Prioritizing safety on the job site can also help increase the quality of work, helping increase productivity and revenue per hour. As a contractor, you should take a close look at your KPIs, evaluate for the current market, and prioritize achieving those goals.
- Manage and eliminate waste
With a massive increase in material costs since the start of the pandemic, it’s more important than ever for contractors to reduce waste. For many contractors, this means more careful planning. Spending more time planning a project and ensuring you meet quality KPIs on the job site means you are less likely to order too many supplies or lose money on wasted materials because of a defect during the build.
Construction is also a capital-intensive company, so focusing on return on assets is essential to turn a profit. Take a hard look at your current equipment costs and pare down where you can.
- Reduce high interest-bearing debt
During the pandemic, the government has funneled trillions of dollars of stimulus money into the economy to support small and medium-sized businesses.
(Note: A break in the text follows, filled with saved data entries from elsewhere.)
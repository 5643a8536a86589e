use std::sync::Arc;

use tracing_subscriber::layer::SubscriberExt;
use tracing_subscriber::util::SubscriberInitExt;

use leadbot::catalog::Catalog;
use leadbot::channels::{TelegramTransport, Transport};
use leadbot::config::BotConfig;
use leadbot::conversation::Controller;
use leadbot::runner::Runner;

#[tokio::main]
async fn main() -> anyhow::Result<()> {
    // Missing BOT_TOKEN or ADMIN_CHAT_ID refuses to start.
    let config = BotConfig::from_env()?;

    // Logs go to the console and to the log file.
    let file_appender = tracing_appender::rolling::never(".", &config.log_file);
    let (file_writer, _guard) = tracing_appender::non_blocking(file_appender);
    tracing_subscriber::registry()
        .with(
            tracing_subscriber::EnvFilter::try_from_default_env()
                .unwrap_or_else(|_| tracing_subscriber::EnvFilter::new("info")),
        )
        .with(tracing_subscriber::fmt::layer().with_target(false))
        .with(
            tracing_subscriber::fmt::layer()
                .with_ansi(false)
                .with_writer(file_writer),
        )
        .init();

    let transport: Arc<dyn Transport> =
        Arc::new(TelegramTransport::new(config.bot_token, config.admin_chat_id));

    // Best-effort readiness ping to the admin chat.
    if let Err(e) = transport
        .notify_admin("<b>🤖 Бот запущен и готов к работе!</b>")
        .await
    {
        tracing::warn!(error = %e, "startup notification to admin chat failed");
    }

    tracing::info!(admin_chat_id = config.admin_chat_id, "bot started, polling for updates");

    let runner = Runner::new(Controller::new(Catalog::default()), transport);
    runner.run().await?;

    Ok(())
}
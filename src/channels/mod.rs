//! Transport abstraction for message I/O.
//!
//! The conversation core never touches Telegram's native object shapes; it
//! consumes the narrow [`Event`] union and emits prompts through the
//! [`Transport`] trait.

pub mod telegram;

pub use telegram::TelegramTransport;

use std::pin::Pin;

use async_trait::async_trait;
use futures::Stream;

use crate::catalog::Catalog;
use crate::error::ChannelError;

/// Chat identifier on the transport side.
pub type ChatId = i64;

/// Identity fields the transport supplies with every event.
#[derive(Debug, Clone, Default, PartialEq, Eq)]
pub struct UserInfo {
    /// Opaque stable identifier of the remote party.
    pub id: i64,
    pub first_name: Option<String>,
    pub full_name: Option<String>,
    pub username: Option<String>,
}

/// Inbound events, narrowed to what the state machine needs.
#[derive(Debug, Clone, PartialEq, Eq)]
pub enum Event {
    /// The `/start` command.
    Start,
    /// The `/cancel` command.
    Cancel,
    /// An inline button press carrying a catalog code.
    CategorySelected { code: String },
    /// A shared contact card with its raw phone number.
    ContactShared { raw_number: String },
    /// A plain text message.
    Text { text: String },
    /// Anything the bot has no use for (stickers, unknown commands, ...).
    Other,
}

/// One update from the transport: who sent it, where to reply, what happened.
#[derive(Debug, Clone, PartialEq, Eq)]
pub struct Incoming {
    pub chat: ChatId,
    pub user: UserInfo,
    pub event: Event,
}

/// How a text message should be rendered.
#[derive(Debug, Clone, Copy, PartialEq, Eq)]
pub enum MarkupHint {
    Plain,
    Html,
}

/// Stream of incoming events produced by a transport.
pub type EventStream = Pin<Box<dyn Stream<Item = Incoming> + Send>>;

/// The outbound operations the conversation core needs from a transport.
///
/// Delivery is at-most-once from the core's perspective: callers log send
/// failures and move on, conversation state is never rolled back.
#[async_trait]
pub trait Transport: Send + Sync {
    /// Begin receiving updates.
    async fn start(&self) -> Result<EventStream, ChannelError>;

    /// Send the category prompt with the catalog entries as selectable
    /// buttons.
    async fn show_categories(
        &self,
        chat: ChatId,
        text: &str,
        catalog: &Catalog,
    ) -> Result<(), ChannelError>;

    /// Send a plain message.
    async fn show_text(
        &self,
        chat: ChatId,
        text: &str,
        markup: MarkupHint,
    ) -> Result<(), ChannelError>;

    /// Send the phone prompt with the share-contact and back buttons.
    async fn show_phone_prompt(&self, chat: ChatId, text: &str) -> Result<(), ChannelError>;

    /// Send a message and drop any reply keyboard still on screen.
    async fn clear_reply_controls(&self, chat: ChatId, text: &str) -> Result<(), ChannelError>;

    /// Deliver a message to the fixed admin chat.
    async fn notify_admin(&self, text: &str) -> Result<(), ChannelError>;
}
Since March 2020, commercial interest rates have decreased considerably, and stayed consistently low to support small business growth. Consider refinancing now, if you haven’t already, to potentially save money long-term and reduce monthly costs.
With a lot of unknown variables in the construction marketplace, refinancing will help, but so will increasing the term of your loan. Ideally this will allow a contractor to better plan, minimize payments, improve cash flow, and weather the unknowns in years to come.
- Manage inventory and supply chain
Some of the biggest challenges for construction workers this year have been the high cost of materials and hold-ups in the supply chain. According to one survey, 71% of contractors reported delays or disruptions because of a shortage of materials during the pandemic. Contractors need to strike a delicate balance between maintaining a stable inventory of supplies to fall back on in case of a shortage or hitch in the supply chain and reducing overhead costs associated with materials. Managing your inventory and evaluating risk in your supply chain can reduce the burden of lost time due to resource shortages.
When possible, it may be beneficial to work with project owners to navigate material price challenges and schedules. This could help alleviate strain on contractors’ balance sheets, while potentially providing the owner with cost savings.
- Sharpen your business strategy
It’s been a challenging year for contractors across the board. Contractors had been experiencing one of the most lucrative periods of recent memory. Post pandemic, with the potential benefit of the stimulus trickle downs, wrapping up pre-pandemic backlogs, and material pricing at all-time highs, having a clear strategy in place could make all the difference during a more volatile market environment. The strategy may look different than in previous years. Campbell recommends against taking on unnecessary risk.
“Trying something outside of your day-to-day scope in a slowdown is not the right time to explore alternatives. Generally speaking it is a slowdown for everyone, and contractors know their expertise best. Jumping into someone else’s proficiency can be a roll of the dice,” he says – a gamble that can open you up to more risk.
Staying in familiar territory
“There is a well-known saying,” says Campbell, “contractors don’t go broke from starving; they go broke from overeating.” When contractors seek out work that falls outside their normal geographic territories or is beyond their typical scope, they are increasing their risk – a dangerous game in an uncertain market.
Following these six strategies can help you stay ahead during a difficult period for the construction industry. And with optimism in the industry on the rise as of February 2021, there’s hope that the lean time will soon be behind us.